*** Begin section ***
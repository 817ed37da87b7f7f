//! Error types for tfconverter-options.
//!
//! Building and applying converter options never fails. Errors only come
//! from the configuration layer, when a config file is missing, unreadable,
//! or malformed.
//!
//! # Example
//!
//! ```rust
//! use tfconverter_options::error::{ConverterOptionsError, Result};
//!
//! fn read_config(path: &str) -> Result<String> {
//!     std::fs::read_to_string(path)
//!         .map_err(|e| ConverterOptionsError::io(path, e, file!(), line!()))
//! }
//! ```

use std::path::PathBuf;
use thiserror::Error;

/// Macro to create errors with automatic source location tracking.
///
/// Usage:
/// ```ignore
/// return Err(err!(FileNotFound { path: path.to_path_buf() }));
/// ```
#[macro_export]
macro_rules! err {
    ($variant:ident { $($field:ident: $value:expr),* $(,)? }) => {
        $crate::error::ConverterOptionsError::$variant {
            $($field: $value,)*
            src_path: file!(),
            src_line: line!(),
        }
    };
}

/// A specialized Result type for tfconverter-options operations.
pub type Result<T> = std::result::Result<T, ConverterOptionsError>;

/// The main error type for tfconverter-options.
#[derive(Error, Debug)]
pub enum ConverterOptionsError {
    // =========================================================================
    // I/O and File System Errors
    // =========================================================================
    /// I/O error with path context.
    #[error("I/O error at '{path}' ({src_path}:{src_line}): {source}")]
    Io {
        /// The path where the error occurred
        path: PathBuf,
        /// The underlying I/O error
        #[source]
        source: std::io::Error,
        /// Source file path
        src_path: &'static str,
        /// Source line number
        src_line: u32,
    },

    /// File not found.
    #[error("File not found: {path} ({src_path}:{src_line})")]
    FileNotFound {
        /// The missing file path
        path: PathBuf,
        /// Source file path
        src_path: &'static str,
        /// Source line number
        src_line: u32,
    },

    // =========================================================================
    // Configuration Errors
    // =========================================================================
    /// Configuration parsing error.
    #[error("Failed to parse configuration ({src_path}:{src_line}): {message}")]
    ConfigParse {
        /// Error message
        message: String,
        /// The underlying error (if any)
        #[source]
        source: Option<Box<dyn std::error::Error + Send + Sync>>,
        /// Source file path
        src_path: &'static str,
        /// Source line number
        src_line: u32,
    },

    /// The config file extension is not one we know how to read.
    #[error("Unsupported configuration format for '{path}' ({src_path}:{src_line}): expected .yaml, .yml or .hcl")]
    UnsupportedConfigFormat {
        /// The offending config path
        path: PathBuf,
        /// Source file path
        src_path: &'static str,
        /// Source line number
        src_line: u32,
    },
}

impl ConverterOptionsError {
    /// Creates an `Io` error.
    #[must_use]
    pub fn io(path: impl Into<PathBuf>, source: std::io::Error, src_path: &'static str, src_line: u32) -> Self {
        Self::Io { path: path.into(), source, src_path, src_line }
    }

    /// Creates a `ConfigParse` error.
    #[must_use]
    pub fn config_parse(message: String, source: Option<Box<dyn std::error::Error + Send + Sync>>, src_path: &'static str, src_line: u32) -> Self {
        Self::ConfigParse { message, source, src_path, src_line }
    }

    /// Returns the appropriate exit code for the error.
    #[must_use]
    pub fn exit_code(&self) -> i32 {
        match self {
            Self::Io { source, .. } if source.kind() == std::io::ErrorKind::PermissionDenied => 13,
            Self::FileNotFound { .. } => 14,
            Self::ConfigParse { .. } => 18,
            Self::UnsupportedConfigFormat { .. } => 19,
            Self::Io { .. } => 1,
        }
    }
}

/// Extension trait for `Result` to add context to errors.
pub trait ResultExt<T, E> {
    /// Adds a file path context to an I/O error.
    fn with_path(self, path: impl Into<PathBuf>) -> Result<T>;

    /// Converts a general error into a `ConfigParse` error with context.
    fn to_config_parse_error(self, message: String) -> Result<T>;
}

impl<T, E> ResultExt<T, E> for std::result::Result<T, E>
where
    E: Into<Box<dyn std::error::Error + Send + Sync>>,
{
    fn with_path(self, path: impl Into<PathBuf>) -> Result<T> {
        self.map_err(|e| {
            let source = *e
                .into()
                .downcast::<std::io::Error>()
                .unwrap_or_else(|e| Box::new(std::io::Error::other(e)));
            ConverterOptionsError::io(path, source, file!(), line!())
        })
    }

    fn to_config_parse_error(self, message: String) -> Result<T> {
        self.map_err(|e| ConverterOptionsError::config_parse(message, Some(e.into()), file!(), line!()))
    }
}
*** End section ***
# Exercise goal:
Please make an exact copy of the lines above from the line with "pub fn config_parse(message: String, source: Option<Box<dyn" through the line with "an I/O error.", both ends included.

# Exercise answer:
    pub fn config_parse(message: String, source: Option<Box<dyn std::error::Error + Send + Sync>>, src_path: &'static str, src_line: u32) -> Self {
        Self::ConfigParse { message, source, src_path, src_line }
    }

    /// Returns the appropriate exit code for the error.
    #[must_use]
    pub fn exit_code(&self) -> i32 {
        match self {
            Self::Io { source, .. } if source.kind() == std::io::ErrorKind::PermissionDenied => 13,
            Self::FileNotFound { .. } => 14,
            Self::ConfigParse { .. } => 18,
            Self::UnsupportedConfigFormat { .. } => 19,
            Self::Io { .. } => 1,
        }
    }
}

/// Extension trait for `Result` to add context to errors.
pub trait ResultExt<T, E> {
    /// Adds a file path context to an I/O error.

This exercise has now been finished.